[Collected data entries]
┄┄┄┄┄┄
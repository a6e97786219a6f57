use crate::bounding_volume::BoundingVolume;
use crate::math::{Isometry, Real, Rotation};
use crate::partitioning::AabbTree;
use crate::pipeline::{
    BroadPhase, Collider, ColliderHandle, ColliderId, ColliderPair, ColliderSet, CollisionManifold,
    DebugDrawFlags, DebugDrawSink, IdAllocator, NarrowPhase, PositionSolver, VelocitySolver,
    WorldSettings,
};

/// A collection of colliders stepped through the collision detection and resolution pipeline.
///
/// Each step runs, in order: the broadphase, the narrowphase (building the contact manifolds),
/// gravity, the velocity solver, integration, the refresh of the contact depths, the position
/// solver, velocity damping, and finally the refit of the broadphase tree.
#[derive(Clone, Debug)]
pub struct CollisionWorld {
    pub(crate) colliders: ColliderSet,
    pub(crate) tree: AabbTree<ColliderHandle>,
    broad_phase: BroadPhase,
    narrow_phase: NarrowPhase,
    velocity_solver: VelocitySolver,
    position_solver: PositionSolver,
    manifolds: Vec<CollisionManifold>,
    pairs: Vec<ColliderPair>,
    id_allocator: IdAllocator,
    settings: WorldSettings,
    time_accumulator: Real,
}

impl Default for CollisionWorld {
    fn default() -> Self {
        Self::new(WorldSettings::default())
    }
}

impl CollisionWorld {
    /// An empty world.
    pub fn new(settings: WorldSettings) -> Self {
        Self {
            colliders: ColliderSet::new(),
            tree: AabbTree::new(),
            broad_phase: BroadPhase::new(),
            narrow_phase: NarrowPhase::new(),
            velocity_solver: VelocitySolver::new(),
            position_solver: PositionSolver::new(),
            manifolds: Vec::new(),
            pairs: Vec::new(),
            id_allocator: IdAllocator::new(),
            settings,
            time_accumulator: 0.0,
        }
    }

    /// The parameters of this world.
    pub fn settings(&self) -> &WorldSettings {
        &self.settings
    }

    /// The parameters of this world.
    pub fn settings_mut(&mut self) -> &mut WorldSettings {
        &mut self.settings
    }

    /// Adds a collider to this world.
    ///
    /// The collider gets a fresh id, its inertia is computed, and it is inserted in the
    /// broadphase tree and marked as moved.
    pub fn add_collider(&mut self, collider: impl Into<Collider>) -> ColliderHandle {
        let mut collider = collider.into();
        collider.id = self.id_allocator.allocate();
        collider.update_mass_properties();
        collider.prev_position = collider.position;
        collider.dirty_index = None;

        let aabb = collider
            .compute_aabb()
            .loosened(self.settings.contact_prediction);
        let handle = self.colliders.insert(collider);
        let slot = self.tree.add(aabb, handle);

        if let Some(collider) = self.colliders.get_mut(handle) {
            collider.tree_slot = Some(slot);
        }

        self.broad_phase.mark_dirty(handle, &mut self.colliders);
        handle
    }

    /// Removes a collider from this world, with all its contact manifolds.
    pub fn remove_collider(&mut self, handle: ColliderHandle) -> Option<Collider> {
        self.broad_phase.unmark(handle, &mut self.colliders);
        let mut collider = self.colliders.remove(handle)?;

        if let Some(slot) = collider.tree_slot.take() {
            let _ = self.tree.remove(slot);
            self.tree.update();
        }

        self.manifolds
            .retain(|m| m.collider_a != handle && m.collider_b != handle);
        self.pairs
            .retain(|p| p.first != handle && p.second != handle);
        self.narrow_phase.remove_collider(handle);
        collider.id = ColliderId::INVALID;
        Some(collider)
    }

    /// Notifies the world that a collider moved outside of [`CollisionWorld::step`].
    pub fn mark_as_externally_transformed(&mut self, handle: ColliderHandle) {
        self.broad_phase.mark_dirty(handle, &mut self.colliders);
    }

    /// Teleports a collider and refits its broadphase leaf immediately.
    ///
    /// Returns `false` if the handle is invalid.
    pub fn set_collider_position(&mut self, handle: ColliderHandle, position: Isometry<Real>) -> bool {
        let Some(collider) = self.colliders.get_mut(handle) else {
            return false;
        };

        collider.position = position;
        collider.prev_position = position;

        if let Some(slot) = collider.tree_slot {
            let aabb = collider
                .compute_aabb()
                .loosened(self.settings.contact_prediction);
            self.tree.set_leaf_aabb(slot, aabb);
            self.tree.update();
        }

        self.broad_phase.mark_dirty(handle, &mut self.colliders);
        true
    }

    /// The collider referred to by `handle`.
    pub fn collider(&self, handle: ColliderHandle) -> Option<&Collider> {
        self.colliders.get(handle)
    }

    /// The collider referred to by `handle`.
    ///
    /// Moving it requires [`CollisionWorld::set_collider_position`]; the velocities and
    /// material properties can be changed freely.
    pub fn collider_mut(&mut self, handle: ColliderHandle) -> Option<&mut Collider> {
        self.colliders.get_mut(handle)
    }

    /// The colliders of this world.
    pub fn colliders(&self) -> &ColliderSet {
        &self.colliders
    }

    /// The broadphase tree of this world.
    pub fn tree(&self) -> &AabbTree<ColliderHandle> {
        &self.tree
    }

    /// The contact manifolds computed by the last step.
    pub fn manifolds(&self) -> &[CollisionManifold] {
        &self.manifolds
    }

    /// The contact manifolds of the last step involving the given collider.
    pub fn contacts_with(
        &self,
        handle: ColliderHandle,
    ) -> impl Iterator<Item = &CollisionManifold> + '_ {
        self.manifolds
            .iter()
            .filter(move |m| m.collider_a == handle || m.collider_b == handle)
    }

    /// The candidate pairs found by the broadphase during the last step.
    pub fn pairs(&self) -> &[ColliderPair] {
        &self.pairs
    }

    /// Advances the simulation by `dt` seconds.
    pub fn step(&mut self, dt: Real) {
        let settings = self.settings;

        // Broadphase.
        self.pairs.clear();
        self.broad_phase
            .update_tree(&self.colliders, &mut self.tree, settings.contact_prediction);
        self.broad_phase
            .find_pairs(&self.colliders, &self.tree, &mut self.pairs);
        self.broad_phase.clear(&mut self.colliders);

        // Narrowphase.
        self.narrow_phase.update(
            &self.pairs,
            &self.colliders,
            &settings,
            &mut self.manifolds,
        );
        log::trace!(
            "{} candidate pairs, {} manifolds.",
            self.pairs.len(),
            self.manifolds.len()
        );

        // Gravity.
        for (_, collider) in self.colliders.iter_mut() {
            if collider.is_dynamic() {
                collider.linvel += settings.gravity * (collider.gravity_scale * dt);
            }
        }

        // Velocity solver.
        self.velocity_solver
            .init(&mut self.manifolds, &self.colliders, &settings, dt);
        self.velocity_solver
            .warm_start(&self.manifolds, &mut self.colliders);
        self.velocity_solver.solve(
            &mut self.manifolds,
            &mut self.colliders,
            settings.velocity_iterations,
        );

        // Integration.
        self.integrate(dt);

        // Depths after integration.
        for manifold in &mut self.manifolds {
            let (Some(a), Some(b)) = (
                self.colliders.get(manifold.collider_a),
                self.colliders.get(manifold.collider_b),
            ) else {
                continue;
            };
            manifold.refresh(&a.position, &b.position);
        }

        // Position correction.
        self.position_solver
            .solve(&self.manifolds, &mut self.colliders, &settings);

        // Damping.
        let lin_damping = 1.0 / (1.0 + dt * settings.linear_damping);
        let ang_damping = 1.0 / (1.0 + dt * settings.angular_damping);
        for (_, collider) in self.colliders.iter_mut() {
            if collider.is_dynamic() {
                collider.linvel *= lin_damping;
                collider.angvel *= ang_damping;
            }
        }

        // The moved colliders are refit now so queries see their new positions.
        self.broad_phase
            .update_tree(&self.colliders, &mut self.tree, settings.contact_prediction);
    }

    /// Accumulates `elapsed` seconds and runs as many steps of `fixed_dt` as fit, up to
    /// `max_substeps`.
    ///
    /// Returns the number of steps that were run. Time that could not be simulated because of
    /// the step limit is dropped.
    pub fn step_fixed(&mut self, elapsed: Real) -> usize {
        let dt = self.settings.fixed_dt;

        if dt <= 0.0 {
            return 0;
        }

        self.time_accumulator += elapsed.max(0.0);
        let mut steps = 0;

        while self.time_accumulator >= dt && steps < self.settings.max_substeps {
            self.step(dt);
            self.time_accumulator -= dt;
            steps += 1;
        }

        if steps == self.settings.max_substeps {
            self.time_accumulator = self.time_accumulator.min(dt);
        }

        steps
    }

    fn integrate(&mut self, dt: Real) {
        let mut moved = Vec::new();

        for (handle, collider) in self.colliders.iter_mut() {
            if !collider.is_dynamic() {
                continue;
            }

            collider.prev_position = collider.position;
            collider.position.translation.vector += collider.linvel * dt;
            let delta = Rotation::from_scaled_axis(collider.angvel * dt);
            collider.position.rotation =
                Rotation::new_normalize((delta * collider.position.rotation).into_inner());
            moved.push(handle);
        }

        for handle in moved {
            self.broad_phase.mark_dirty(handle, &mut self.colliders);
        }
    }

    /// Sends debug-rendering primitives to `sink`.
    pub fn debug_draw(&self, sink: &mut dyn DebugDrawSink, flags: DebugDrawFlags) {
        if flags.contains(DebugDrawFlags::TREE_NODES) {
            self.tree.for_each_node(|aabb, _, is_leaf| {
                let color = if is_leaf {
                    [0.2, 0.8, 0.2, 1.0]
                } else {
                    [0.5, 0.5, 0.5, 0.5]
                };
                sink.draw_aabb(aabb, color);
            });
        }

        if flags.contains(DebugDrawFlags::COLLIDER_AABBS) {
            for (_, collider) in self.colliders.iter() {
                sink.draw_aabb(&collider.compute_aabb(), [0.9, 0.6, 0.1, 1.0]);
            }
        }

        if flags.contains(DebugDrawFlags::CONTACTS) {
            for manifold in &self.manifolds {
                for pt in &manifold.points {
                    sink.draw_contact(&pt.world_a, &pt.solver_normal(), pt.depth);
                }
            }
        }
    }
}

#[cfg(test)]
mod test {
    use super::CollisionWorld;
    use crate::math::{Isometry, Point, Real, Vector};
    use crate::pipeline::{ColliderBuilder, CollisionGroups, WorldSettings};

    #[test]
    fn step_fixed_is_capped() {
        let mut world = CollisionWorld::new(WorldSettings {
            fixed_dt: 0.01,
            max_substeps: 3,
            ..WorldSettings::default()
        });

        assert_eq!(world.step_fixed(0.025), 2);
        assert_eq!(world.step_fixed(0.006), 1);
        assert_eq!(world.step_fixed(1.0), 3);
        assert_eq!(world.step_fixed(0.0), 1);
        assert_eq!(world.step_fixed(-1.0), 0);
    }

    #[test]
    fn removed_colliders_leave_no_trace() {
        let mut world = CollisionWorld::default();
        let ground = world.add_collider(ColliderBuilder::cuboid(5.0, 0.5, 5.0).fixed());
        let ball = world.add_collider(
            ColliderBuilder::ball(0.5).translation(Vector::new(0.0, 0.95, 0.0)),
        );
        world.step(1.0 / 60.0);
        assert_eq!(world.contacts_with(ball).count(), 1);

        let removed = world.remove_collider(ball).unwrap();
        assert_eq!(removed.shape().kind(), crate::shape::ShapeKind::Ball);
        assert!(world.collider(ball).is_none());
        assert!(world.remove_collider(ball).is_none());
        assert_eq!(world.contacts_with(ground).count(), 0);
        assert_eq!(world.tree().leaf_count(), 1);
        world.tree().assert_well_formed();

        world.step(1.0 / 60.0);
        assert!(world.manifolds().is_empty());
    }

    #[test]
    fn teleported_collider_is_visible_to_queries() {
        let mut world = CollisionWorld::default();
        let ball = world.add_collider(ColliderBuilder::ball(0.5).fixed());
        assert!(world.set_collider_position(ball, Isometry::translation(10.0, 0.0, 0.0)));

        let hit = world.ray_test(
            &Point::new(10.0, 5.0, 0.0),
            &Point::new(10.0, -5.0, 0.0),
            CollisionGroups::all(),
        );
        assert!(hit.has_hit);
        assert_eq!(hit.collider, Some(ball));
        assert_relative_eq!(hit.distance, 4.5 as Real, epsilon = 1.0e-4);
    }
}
┄┄┄┄┄┄
## Directions
Every line above that holds the string "ground" should be returned.

## Output of the exercise
        let ground = world.add_collider(ColliderBuilder::cuboid(5.0, 0.5, 5.0).fixed());
        assert_eq!(world.contacts_with(ground).count(), 0);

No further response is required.